Historically known as the "English disease," rickets has seen a resurgence in recent years despite advancements in public health. This bone-softening condition is primarily linked to a single, critical nutrient. Answering the question, what vitamin deficiency can result in rickets?, is key to understanding its prevention and treatment.

Quick Summary

The bone disease rickets is most commonly caused by a severe vitamin D deficiency, which impairs the body's ability to absorb essential minerals like calcium and phosphorus for proper bone mineralization. Inadequate diet, limited sun exposure, and malabsorption are key contributing factors. The adult equivalent is osteomalacia.

Key Points

  • Vitamin D deficiency is the leading cause of nutritional rickets: Insufficient levels of vitamin D prevent the body from properly absorbing bone-strengthening minerals like calcium and phosphorus.

  • Rickets results in softened, weak bones: Without adequate mineralization, a child's bones can bend, warp, and be more prone to fractures, leading to physical deformities.

  • Sunlight is a primary source of Vitamin D: The skin produces vitamin D upon exposure to sunlight's UVB rays, but factors like skin color and geographic location affect production.

  • Diet and supplements are crucial for prevention: Including vitamin D-fortified foods and using supplements for at-risk groups, such as exclusively breastfed infants, is essential.
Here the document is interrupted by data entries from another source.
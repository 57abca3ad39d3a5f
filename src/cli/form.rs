//! The calculator form: the current field values, the last status message and
//! the actions that act on them. This is the only mutable state in the app;
//! every action ends with a full recomputation from the current fields.

use super::{report, ui};
use crate::core::input::{FlowTiming, FormFields, parse_yes_no, yes_no};
use crate::core::{CalculatorOutput, LoadOutcome, PersistenceAdapter, compute};
use anyhow::{Result, anyhow};
use std::fmt::Display;
use std::str::FromStr;
use tracing::debug;

pub const SAVED_MESSAGE: &str = "Saved to this device.";

/// An editable field of the form.
#[derive(Debug, Clone, Copy, PartialEq, Eq)]
pub enum Field {
    StartDate,
    EndDate,
    BeginBalance,
    EndBalance,
    NetFlow,
    FlowTiming,
    Annualize,
}

impl Field {
    pub const ALL: [Field; 7] = [
        Field::StartDate,
        Field::EndDate,
        Field::BeginBalance,
        Field::EndBalance,
        Field::NetFlow,
        Field::FlowTiming,
        Field::Annualize,
    ];
}

impl Display for Field {
    fn fmt(&self, f: &mut std::fmt::Formatter<'_>) -> std::fmt::Result {
        write!(
            f,
            "{}",
            match self {
                Field::StartDate => "start-date",
                Field::EndDate => "end-date",
                Field::BeginBalance => "begin-balance",
                Field::EndBalance => "end-balance",
                Field::NetFlow => "net-flow",
                Field::FlowTiming => "timing",
                Field::Annualize => "annualize",
            }
        )
    }
}

impl FromStr for Field {
    type Err = anyhow::Error;

    fn from_str(s: &str) -> Result<Self, Self::Err> {
        match s.to_lowercase().replace('_', "-").as_str() {
            "start-date" | "start" => Ok(Field::StartDate),
            "end-date" | "end" => Ok(Field::EndDate),
            "begin-balance" | "begin" => Ok(Field::BeginBalance),
            "end-balance" | "ending" => Ok(Field::EndBalance),
            "net-flow" | "flow" => Ok(Field::NetFlow),
            "timing" | "flow-timing" => Ok(Field::FlowTiming),
            "annualize" | "cagr" => Ok(Field::Annualize),
            _ => Err(anyhow!("Unknown field: {s}")),
        }
    }
}

pub struct Form {
    fields: FormFields,
    status: String,
    adapter: PersistenceAdapter,
}

impl Form {
    pub fn new(adapter: PersistenceAdapter) -> Self {
        Self::with_fields(adapter, FormFields::default())
    }

    pub fn with_fields(adapter: PersistenceAdapter, fields: FormFields) -> Self {
        Self {
            fields,
            status: String::new(),
            adapter,
        }
    }

    pub fn fields(&self) -> &FormFields {
        &self.fields
    }

    pub fn status(&self) -> &str {
        &self.status
    }

    /// Text currently shown in `field`.
    pub fn value(&self, field: Field) -> String {
        match field {
            Field::StartDate => self.fields.start_date.clone(),
            Field::EndDate => self.fields.end_date.clone(),
            Field::BeginBalance => self.fields.begin_balance.clone(),
            Field::EndBalance => self.fields.end_balance.clone(),
            Field::NetFlow => self.fields.net_flow.clone(),
            Field::FlowTiming => self.fields.flow_timing.to_string(),
            Field::Annualize => yes_no(self.fields.annualize).to_string(),
        }
    }

    /// Edits one field and recomputes. Free-text fields take any text; the
    /// two selectors only accept their tokens and stay unchanged otherwise.
    pub fn set(&mut self, field: Field, value: &str) -> Result<CalculatorOutput> {
        match field {
            Field::StartDate => self.fields.start_date = value.to_string(),
            Field::EndDate => self.fields.end_date = value.to_string(),
            Field::BeginBalance => self.fields.begin_balance = value.to_string(),
            Field::EndBalance => self.fields.end_balance = value.to_string(),
            Field::NetFlow => self.fields.net_flow = value.to_string(),
            Field::FlowTiming => self.fields.flow_timing = value.parse::<FlowTiming>()?,
            Field::Annualize => self.fields.annualize = parse_yes_no(value)?,
        }
        debug!(%field, value, "Field changed");
        Ok(self.calculate())
    }

    pub fn calculate(&self) -> CalculatorOutput {
        compute(&self.fields.to_input())
    }

    pub fn save(&mut self) -> Result<CalculatorOutput> {
        self.adapter.save(&self.fields)?;
        self.status = SAVED_MESSAGE.to_string();
        Ok(self.calculate())
    }

    /// Replaces the fields with the saved snapshot, if there is a readable one.
    /// Otherwise the fields are left as they are.
    pub fn load(&mut self) -> CalculatorOutput {
        let outcome = self.adapter.load();
        self.status = outcome.status_message().to_string();
        if let LoadOutcome::Loaded(record) = outcome {
            self.fields = record.fields;
        }
        self.calculate()
    }

    /// Resets every field to its startup value and clears the status.
    pub fn clear(&mut self) -> CalculatorOutput {
        self.fields = FormFields::default();
        self.status.clear();
        self.calculate()
    }

    /// Deletes the saved snapshot. Returns whether one existed.
    pub fn forget(&mut self) -> Result<bool> {
        self.adapter.clear()
    }

    /// Status line (when set) followed by the results table.
    pub fn render(&self) -> String {
        let output = self.calculate();
        let table = report::render_table(&output, self.fields.annualize);
        if self.status.is_empty() {
            table
        } else {
            format!(
                "{}\n\n{table}",
                ui::style_text(&self.status, ui::StyleType::Status)
            )
        }
    }

    /// One line per field with its current text.
    pub fn describe_fields(&self) -> String {
        Field::ALL
            .iter()
            .map(|field| {
                let value = self.value(*field);
                let shown = if value.is_empty() {
                    ui::style_text("(blank)", ui::StyleType::Subtle)
                } else {
                    value
                };
                format!("{:>14}: {shown}", field.to_string())
            })
            .collect::<Vec<_>>()
            .join("\n")
    }
}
  • Risk factors include diet, geography, and genetics: Individuals with darker skin, those in northern climates, exclusively breastfed infants, and those with certain medical conditions are at higher risk for rickets.

In This Article

The Primary Cause: Vitamin D Deficiency

By far, the most common cause of nutritional rickets is a prolonged and severe deficiency of vitamin D. Vitamin D plays a crucial role in regulating calcium and phosphate absorption in the intestines. These minerals are the building blocks of healthy, strong bones. Without enough vitamin D, the body cannot absorb enough calcium and phosphorus, leading to impaired mineralization of the bone matrix and cartilage at the growth plates. This results in soft, weak bones that bend and warp under the body's weight, characteristic of rickets.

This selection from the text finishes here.